In order to better understand this issue of the non-lawyer practice, the remainder of 8 CFR §292.2 needs to be explored. Once an organization has been recognized by the Board, they can then apply for the accreditation of individuals as their representatives. These individuals must display good moral character and have both experience and knowledge of immigration and naturalization law. The organization must apply on behalf of the individual. According to section (e) of 8 CFR §1292.12, the representatives must

[have] the character and fitness to represent clients before the Immigration Courts and the Board, or DHS, or before all three authorities…Is employed by or is a volunteer of the organization; Is not an attorney…Has not resigned while a disciplinary investigation or proceeding is pending…Has not been found guilty of, or pleaded guilty or nolo contendere to, a serious crime…in any court of the United States…Possesses broad knowledge and adequate experience in immigration law and procedure. If an organization seeks full accreditation for an individual, it must establish that the individual also possesses skills essential for effective litigation.

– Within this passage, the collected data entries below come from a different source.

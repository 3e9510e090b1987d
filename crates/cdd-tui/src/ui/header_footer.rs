use super::*;

/// Title plus the container count, and the refresh error if the last poll failed
pub(super) fn draw_header(frame: &mut Frame, app: &App, area: Rect) {
    let dashboard = &app.dashboard;
    let count = dashboard.containers().len();

    let mut spans = Vec::new();
    if let Some(e) = dashboard.list_error() {
        spans.push(Span::styled(
            format!("Refresh failed: {}  ", e),
            Style::default().fg(Color::Red),
        ));
    }
    spans.push(Span::styled(
        format!(
            "{} container{} found ",
            count,
            if count == 1 { "" } else { "s" }
        ),
        Style::default().fg(Color::DarkGray),
    ));

    let header = Paragraph::new(Line::from(spans))
        .alignment(Alignment::Right)
        .block(
            Block::default()
                .title(Span::styled(
                    " cdd - Container Dashboard ",
                    Style::default().fg(Color::Cyan).bold(),
                ))
                .borders(Borders::ALL)
                .border_style(Style::default().fg(Color::Cyan)),
        );

    frame.render_widget(header, area);
}

/// The single feedback line
pub(super) fn draw_message(frame: &mut Frame, app: &App, area: Rect) {
    let Some(message) = app.dashboard.actions().message().current() else {
        return;
    };

    let line = Paragraph::new(format!(" {}", message.text))
        .style(Style::default().fg(severity_color(message.severity)));
    frame.render_widget(line, area);
}

/// Key bindings for the current mode
pub(super) fn usage_text(mode: Mode) -> &'static str {
    match mode {
        Mode::Normal => {
            "↑/↓ j/k: Navigate  i: Start  p: Stop  r: Restart  c: Create  l: Logs  e: Remove  q: Quit"
        }
        Mode::Creating => "Enter: Continue  Esc: Cancel  Type to edit",
        Mode::ViewingLogs => "Esc/q: Back",
        Mode::ConfirmingErase => "y: Yes  n/Esc: No",
    }
}

pub(super) fn draw_footer(frame: &mut Frame, app: &App, area: Rect) {
    let footer = Paragraph::new(usage_text(app.dashboard.mode()))
        .style(Style::default().fg(Color::DarkGray))
        .block(Block::default().borders(Borders::ALL));

    frame.render_widget(footer, area);
}
//! Single-line editable text field

/// Text being typed by the user, with a cursor
#[derive(Debug, Clone, Default, PartialEq, Eq)]
pub struct InputField {
    buffer: String,
    /// Byte offset, always on a char boundary
    cursor: usize,
}

impl InputField {
    pub fn new() -> Self {
        Self::default()
    }

    /// Field pre-filled with `value`, cursor at the end
    pub fn with_value(value: &str) -> Self {
        Self {
            buffer: value.to_string(),
            cursor: value.len(),
        }
    }

    pub fn value(&self) -> &str {
        &self.buffer
    }

    pub fn cursor(&self) -> usize {
        self.cursor
    }

    pub fn is_empty(&self) -> bool {
        self.buffer.is_empty()
    }

    pub fn insert(&mut self, c: char) {
        self.buffer.insert(self.cursor, c);
        self.cursor += c.len_utf8();
    }

    pub fn backspace(&mut self) {
        if let Some(prev) = self.prev_boundary() {
            self.buffer.remove(prev);
            self.cursor = prev;
        }
    }

    pub fn move_left(&mut self) {
        if let Some(prev) = self.prev_boundary() {
            self.cursor = prev;
        }
    }

    pub fn move_right(&mut self) {
        if let Some(c) = self.buffer[self.cursor..].chars().next() {
            self.cursor += c.len_utf8();
        }
    }

    pub fn clear(&mut self) {
        self.buffer.clear();
        self.cursor = 0;
    }

    pub fn before_cursor(&self) -> &str {
        &self.buffer[..self.cursor]
    }

    pub fn after_cursor(&self) -> &str {
        &self.buffer[self.cursor..]
    }

    fn prev_boundary(&self) -> Option<usize> {
        self.buffer[..self.cursor]
            .char_indices()
            .next_back()
            .map(|(i, _)| i)
    }
}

As defined by this statute, federal law identifies “character and fitness” as an evaluation of an individual’s criminal background to assess prior acts of dishonesty. This can include the neglect of professional, financial, or legal obligations. Overall, the government wants to ensure that those who are appointed this power can be responsible for it. It seems there is an association between power and dishonesty among the practice of non-lawyers. Being appointed this power is a privilege. It is never once stated in the statute that the individual receiving accreditation will undergo an examination to test their knowledge of immigration law. In fact, the statute never mentions how this knowledge will be verified.

What becomes problematic is that under this privilege, those accredited “are immune from state-level prosecution for the practice of immigration law. [While], vast numbers of unaccredited notarios are subject to the reach of state legislation” (Langford, 2004, p. 128). Langford suggests that this statute poses unintentional consequences for states to deal with. Some will argue that it promotes the unauthorized practice of law, as it creates the possibility for notario fraud to exist. Many states have taken strong stances on the issue in regards to immigration. However, states have some very practical limitations. First, the state attorney general can only prosecute under civil claims/injunctions, and they cannot pursue the individual when the claim becomes default or if the individual flees the state. The shortcoming of the law is problematic for many state departments.

In 2011, under the Obama Administration, the Department of Homeland Security, the Federal Trade Commission, and the Department of Justice created a campaign to stop the unauthorized practice of immigration law (Gietl, 2013, p. 69). The program tried to utilize enforcement and education to reduce various types of immigration fraud. The programs provided information about who to contact with complaints, and where to find trustworthy legal services, including the organizations accredited by the BIA (Gietl, 2013, p. 69). The federal government wanted to create awareness, so the vulnerable population would be better informed on the process of obtaining legal representation before the USCIS. However, immigrants had difficulty in determining persons authorized to practice. Various factors can contribute to this uncertainty. A major barrier is language. While many immigrants speak fluently in their languages, some face challenges of illiteracy. They may not be able to understand the paperwork that is presented to them, and this is a serious concern for those trying to help these individuals, and those trying to harm them.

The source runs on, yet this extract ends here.